Through the exhibitions at the foyer of the Drama Club and at Plasy in 1981, Anna Farova placed Pavel Vavruska alongside the strong documentarian generation such as Libuse Jarcovjakova, Dusan Simanek, Borivoj Horinek, Jiri Polacek, Dusan Palka, Pavel Stecha, Ivan Lutterer, Jaroslav Barta, Iren Stehli, Ivo Gil or Jindrich Streit, most of which graduated FAMU in the 1970s. With the culmination of his studies at FAMU where he presents his Nova Sedlice collection as his thesis, Vavrousek’s photography of the last village ends. And without knowing it at the time, so does his interest in documentary photography. After making an appearance in a few foreign photography magazines, the Nova Sedlice collection disappears from the photography scene for many years. After graduating from FAMU Vavrousek mostly focuses on his work and family, he returns to photography only sporadically to capture his other hobbies such as hiking, or to immortalise his bell ringer friends. “In the spring 1981 I graduated from FAMU. It was clear that I won’t be able to make a living as a photographer. Especially as a documentarian, and when it comes to commercial or architecture photography that made a living for Pavel Stecha was something I was neither good at nor interested in. I enjoyed my work at the Telecommunications Research Institute very much. I also got married, my son was born… Perhaps I didn’t have the right Koudelka-esque lifelong verve to pursue photography in spite of everything.”
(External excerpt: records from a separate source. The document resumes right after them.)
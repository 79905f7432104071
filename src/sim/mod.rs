pub mod config;
pub mod runner;

pub use config::{SimConfig, StartCondition};
pub use runner::{
    initial_state, simulate, simulate_with, AirSource, ControlSource, FixedControls, OutputSink, Recorder, Sample,
    StandardAir,
};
When the borders opened after 1989, most Czech citizens travelled to first experience previously practically inaccessible western countries. In contrast many photographers such as Iva Zimova, Josef Koudelka, Jaroslav Pulicar, Pavel Hroch, Jarmila Simanova or Karel Cudlin headed east. They photographed in Poland, Transcarpathian Ukraine, and mostly in the Romanian Banat, a village not yet touched by tourism or large agricultural and animal production cooperatives, a village that attracted the photographers not only with its originally Czech inhabitants, but also with its rudimentary and to an extent still authentic relationship with nature and faith. It was the same yearning that drew Pavel Vavrousek to Nova Sedlice two to three decades earlier.

To the memory of Auntie Zimovčáková and the village of Nová Sedlica with thanks for the beautiful times and the headachy mornings.